Now, almost six years into the presidency, the Obama administration seems to be coming to a belated acknowledgement that many of its strategic assumptions, often held as cherished dogmas, are not valid. President Obama’s decision to order airstrikes on the Islamic State (formerly the Islamic State in Iraq and Syria, or ISIS — one of its several names) makes him, as Peter Baker of the New York Times astutely points out, the fourth consecutive American president to order military action in Iraq. It also highlights the many strategic assumptions that the White House has to jettison as it confronts the disparity between the world as the administration imagined it and the world as it actually is.

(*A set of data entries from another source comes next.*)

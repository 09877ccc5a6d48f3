use crate::session::SessionStatus;
use std::sync::atomic::{AtomicBool, Ordering};
use tokio::sync::watch;
use zbus::object_server::SignalEmitter;
use zbus::{interface, Connection};

pub const BUS_NAME: &str = "org.freedesktop.Posecap1";
pub const OBJECT_PATH: &str = "/org/freedesktop/Posecap1";

/// D-Bus interface a host shell uses to embed the capture app.
///
/// Bus name: org.freedesktop.Posecap1
/// Object path: /org/freedesktop/Posecap1
pub struct PosecapHost {
    status: watch::Receiver<SessionStatus>,
}

#[interface(name = "org.freedesktop.Posecap1")]
impl PosecapHost {
    /// Current session snapshot as JSON.
    async fn status(&self) -> zbus::fdo::Result<String> {
        status_json(&self.status.borrow()).map_err(|e| zbus::fdo::Error::Failed(e.to_string()))
    }

    /// The app has started and is ready to be shown.
    #[zbus(signal)]
    async fn ready(emitter: &SignalEmitter<'_>) -> zbus::Result<()>;
}

pub fn status_json(status: &SessionStatus) -> serde_json::Result<String> {
    serde_json::to_string(&serde_json::json!({
        "version": env!("CARGO_PKG_VERSION"),
        "session": status,
    }))
}

/// A live session-bus registration.
pub struct HostBridge {
    connection: Connection,
    announced: AtomicBool,
}

impl HostBridge {
    pub async fn connect(status: watch::Receiver<SessionStatus>) -> zbus::Result<Self> {
        let connection = zbus::connection::Builder::session()?
            .name(BUS_NAME)?
            .serve_at(OBJECT_PATH, PosecapHost { status })?
            .build()
            .await?;
        tracing::info!(name = BUS_NAME, "host bridge registered");
        Ok(Self {
            connection,
            announced: AtomicBool::new(false),
        })
    }

    /// Emit `Ready`. Only the first call sends anything.
    pub async fn announce_ready(&self) -> zbus::Result<()> {
        if self.announced.swap(true, Ordering::AcqRel) {
            return Ok(());
        }
        let iface = self
            .connection
            .object_server()
            .interface::<_, PosecapHost>(OBJECT_PATH)
            .await?;
        PosecapHost::ready(iface.signal_emitter()).await
    }
}

/// Connect and announce readiness; without a session bus the app runs on
/// standalone.
pub async fn start(status: watch::Receiver<SessionStatus>) -> Option<HostBridge> {
    let bridge = match HostBridge::connect(status).await {
        Ok(bridge) => bridge,
        Err(e) => {
            tracing::warn!(error = %e, "no host bridge, continuing standalone");
            return None;
        }
    };
    if let Err(e) = bridge.announce_ready().await {
        tracing::warn!(error = %e, "failed to announce readiness");
    }
    Some(bridge)
}

#[cfg(test)]
mod tests {
    use super::*;

    #[test]
    fn test_status_json_wraps_session() {
        let json: serde_json::Value =
            serde_json::from_str(&status_json(&SessionStatus::idle(3)).unwrap()).unwrap();
        assert_eq!(json["version"], env!("CARGO_PKG_VERSION"));
        assert_eq!(json["session"]["total_steps"], 3);
        assert_eq!(json["session"]["captured"], 0);
    }
}
//! Quaternions for spatial rotation.
//!
//! A quaternion is represented as `q0 + q1 i + q2 j + q3 k`. Unit quaternions
//! encode rotations; pure quaternions (`q0 == 0`) encode vectors.
//!
//! See <https://en.wikipedia.org/wiki/Quaternions_and_spatial_rotation>.

use std::ops::{Add, Mul, Neg, Sub};

use crate::base::{Axis, Real};

/// A quaternion with [`Real`] components.
#[derive(Debug, Clone, Copy, PartialEq, Default)]
#[cfg_attr(feature = "serde", derive(serde::Serialize, serde::Deserialize))]
pub struct Quaternion {
    pub q0: Real,
    pub q1: Real,
    pub q2: Real,
    pub q3: Real,
}

impl Quaternion {
    /// Default tolerance for the `_within` predicates.
    pub const EPSILON: Real = 1e-10;

    /// The rotation that does nothing.
    pub const IDENTITY: Quaternion = Quaternion::new(1.0, 0.0, 0.0, 0.0);

    pub const ZERO: Quaternion = Quaternion::new(0.0, 0.0, 0.0, 0.0);

    pub const fn new(q0: Real, q1: Real, q2: Real, q3: Real) -> Self {
        Self { q0, q1, q2, q3 }
    }

    /// A pure quaternion holding the vector `v`.
    pub const fn pure(v: [Real; 3]) -> Self {
        Self::new(0.0, v[0], v[1], v[2])
    }

    /// The vector part `(q1, q2, q3)`.
    pub fn vector(&self) -> [Real; 3] {
        [self.q1, self.q2, self.q3]
    }

    // ------------------------------------------------------------------------
    // Predicates
    // ------------------------------------------------------------------------

    /// `true` if the norm is exactly 1.0.
    pub fn is_unit(&self) -> bool {
        self.norm() == 1.0
    }

    /// `true` if the norm is within `epsilon` of 1.0.
    pub fn is_unit_within(&self, epsilon: Real) -> bool {
        let norm = self.norm();
        1.0 - epsilon <= norm && norm <= 1.0 + epsilon
    }

    /// `true` if the norm is exactly 0.0.
    pub fn is_zero(&self) -> bool {
        self.norm() == 0.0
    }

    /// `true` if the norm is within `epsilon` of 0.0.
    pub fn is_zero_within(&self, epsilon: Real) -> bool {
        let norm = self.norm();
        -epsilon <= norm && norm <= epsilon
    }

    /// `true` if the scalar part is exactly 0.0.
    pub fn is_pure(&self) -> bool {
        self.q0 == 0.0
    }

    /// `true` if the scalar part is within `epsilon` of 0.0.
    pub fn is_pure_within(&self, epsilon: Real) -> bool {
        -epsilon <= self.q0 && self.q0 <= epsilon
    }

    // ------------------------------------------------------------------------
    // Norm
    // ------------------------------------------------------------------------

    /// Euclidean length, computed without intermediate overflow or underflow.
    pub fn norm(&self) -> Real {
        self.q0.hypot(self.q1).hypot(self.q2).hypot(self.q3)
    }

    /// The normalized quaternion, or `None` if the norm is zero.
    pub fn normalize(&self) -> Option<Quaternion> {
        let norm = self.norm();
        if norm == 0.0 {
            None
        } else {
            Some(Quaternion::new(
                self.q0 / norm,
                self.q1 / norm,
                self.q2 / norm,
                self.q3 / norm,
            ))
        }
    }

    /// Normalize in place. Returns `false`, leaving `self` unchanged, if the
    /// norm is zero.
    pub fn normalized(&mut self) -> bool {
        match self.normalize() {
            Some(that) => {
                *self = that;
                true
            }
            None => false,
        }
    }

    // ------------------------------------------------------------------------
    // Basic operations
    // ------------------------------------------------------------------------

    pub fn dot(&self, that: &Quaternion) -> Real {
        self.q0 * that.q0 + self.q1 * that.q1 + self.q2 * that.q2 + self.q3 * that.q3
    }

    pub fn conjugate(&self) -> Quaternion {
        Quaternion::new(self.q0, -self.q1, -self.q2, -self.q3)
    }

    /// The multiplicative inverse, or `None` for the zero quaternion.
    pub fn inverse(&self) -> Option<Quaternion> {
        let norm = self.norm();
        if norm == 0.0 {
            None
        } else {
            Some(Quaternion::new(
                self.q0 / norm / norm,
                -self.q1 / norm / norm,
                -self.q2 / norm / norm,
                -self.q3 / norm / norm,
            ))
        }
    }

    /// `that * self * conj(that)`. Only meaningful when `self` is pure and
    /// `that` is a unit rotation.
    pub fn rotate_by(&self, that: &Quaternion) -> Quaternion {
        *that * *self * that.conjugate()
    }

    /// `self + that`. Only meaningful when both are pure.
    pub fn translate_by(&self, that: &Quaternion) -> Quaternion {
        *self + *that
    }

    // ------------------------------------------------------------------------
    // Angle + direction
    // ------------------------------------------------------------------------

    /// The rotation angle and unit direction encoded by `self`.
    ///
    /// Returns `None` for the zero quaternion. A zero angle yields a zero
    /// direction.
    pub fn as_angle_direction(&self) -> Option<(Real, [Real; 3])> {
        let that = self.normalize()?;
        let [x, y, z] = self.vector();
        let angle = 2.0 * x.hypot(y).hypot(z).atan2(self.q0);

        if angle == 0.0 {
            return Some((angle, [0.0, 0.0, 0.0]));
        }

        let factor = (angle / 2.0).sin();
        Some((
            angle,
            [that.q1 / factor, that.q2 / factor, that.q3 / factor],
        ))
    }

    /// Rotation by `angle` (radians) about `direction`. A zero or non-finite direction
    /// yields [`Quaternion::IDENTITY`].
    pub fn from_angle_direction(angle: Real, direction: [Real; 3]) -> Quaternion {
        let [x, y, z] = direction;
        let n = x.hypot(y).hypot(z);
        if n == 0.0 || !n.is_finite() {
            return Quaternion::IDENTITY;
        }

        let (s, c) = (angle / 2.0).sin_cos();
        Quaternion::new(c, s * x / n, s * y / n, s * z / n)
    }

    pub fn from_axis_angle(axis: Axis, angle: Real) -> Quaternion {
        Self::from_angle_direction(angle, axis.unit())
    }

    // ------------------------------------------------------------------------
    // Fixed angles
    // ------------------------------------------------------------------------

    /// Fixed XYZ angles `(phi, theta, psi)`: roll about x, pitch about y, yaw
    /// about z.
    pub fn as_fixed_xyz_angles(&self) -> (Real, Real, Real) {
        let Quaternion { q0, q1, q2, q3 } = *self;
        let phi = (2.0 * (q0 * q1 + q2 * q3)).atan2(1.0 - 2.0 * (q1 * q1 + q2 * q2));
        let theta = (2.0 * (q0 * q2 - q3 * q1)).clamp(-1.0, 1.0).asin();
        let psi = (2.0 * (q0 * q3 + q1 * q2)).atan2(1.0 - 2.0 * (q2 * q2 + q3 * q3));
        (phi, theta, psi)
    }

    /// Yaw about z, then pitch about y, then roll about x (intrinsic), i.e.
    /// `qz(yaw) * qy(pitch) * qx(roll)`.
    pub fn from_yaw_pitch_roll(yaw: Real, pitch: Real, roll: Real) -> Quaternion {
        let (ys, yc) = (yaw / 2.0).sin_cos();
        let (ps, pc) = (pitch / 2.0).sin_cos();
        let (rs, rc) = (roll / 2.0).sin_cos();

        Quaternion::new(
            yc * pc * rc + ys * ps * rs,
            yc * pc * rs - ys * ps * rc,
            yc * ps * rc + ys * pc * rs,
            ys * pc * rc - yc * ps * rs,
        )
    }
}

impl Add for Quaternion {
    type Output = Quaternion;

    fn add(self, rhs: Quaternion) -> Quaternion {
        Quaternion::new(
            self.q0 + rhs.q0,
            self.q1 + rhs.q1,
            self.q2 + rhs.q2,
            self.q3 + rhs.q3,
        )
    }
}

impl Sub for Quaternion {
    type Output = Quaternion;

    fn sub(self, rhs: Quaternion) -> Quaternion {
        self + -rhs
    }
}

impl Neg for Quaternion {
    type Output = Quaternion;

    fn neg(self) -> Quaternion {
        Quaternion::new(-self.q0, -self.q1, -self.q2, -self.q3)
    }
}

/// Hamilton product. Not commutative: `a * b` performs `b` then `a`.
impl Mul for Quaternion {
    type Output = Quaternion;

    fn mul(self, rhs: Quaternion) -> Quaternion {
        let (a, b) = (self, rhs);
        Quaternion::new(
            a.q0 * b.q0 - a.q1 * b.q1 - a.q2 * b.q2 - a.q3 * b.q3,
            a.q0 * b.q1 + a.q1 * b.q0 + a.q2 * b.q3 - a.q3 * b.q2,
            a.q0 * b.q2 - a.q1 * b.q3 + a.q2 * b.q0 + a.q3 * b.q1,
            a.q0 * b.q3 + a.q1 * b.q2 - a.q2 * b.q1 + a.q3 * b.q0,
        )
    }
}

impl Mul<Real> for Quaternion {
    type Output = Quaternion;

    fn mul(self, rhs: Real) -> Quaternion {
        Quaternion::new(self.q0 * rhs, self.q1 * rhs, self.q2 * rhs, self.q3 * rhs)
    }
}

impl Mul<Quaternion> for Real {
    type Output = Quaternion;

    fn mul(self, rhs: Quaternion) -> Quaternion {
        rhs * self
    }
}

To be clear, I support these airstrikes and the accompanying humanitarian relief operation for the besieged Yazidis on Mount Sinjar. The airdrops of food and water represent one of those moments when American capabilities and moral commitments make our nation singularly equipped to lead. The Islamic State’s advances on Kurdistan represent a significant new threat to American interests (including our consulate in Erbil and the many American citizens working in the city) and to longtime partners of the United States, and a significant new demonstration of the Islamic State’s malignant lethality. Like many other observers (and a few beleaguered voices within the administration), I also favor other steps the White House hasn’t taken yet, such as increased security assistance to the Kurdish Peshmerga and the Iraqi Army, in the context of a renewed American commitment to Iraq.
But it is apparent that Obama’s reluctant announcement of these strikes reveals a president agonizing over the dawning realization that his previous strategic assumptions have been incorrect. The president admitted as much in his revealing interview with Thomas Friedman, in which Obama conceded his failure to plan for post-conflict stabilization in Libya after overseeing the operation to topple Qaddafi.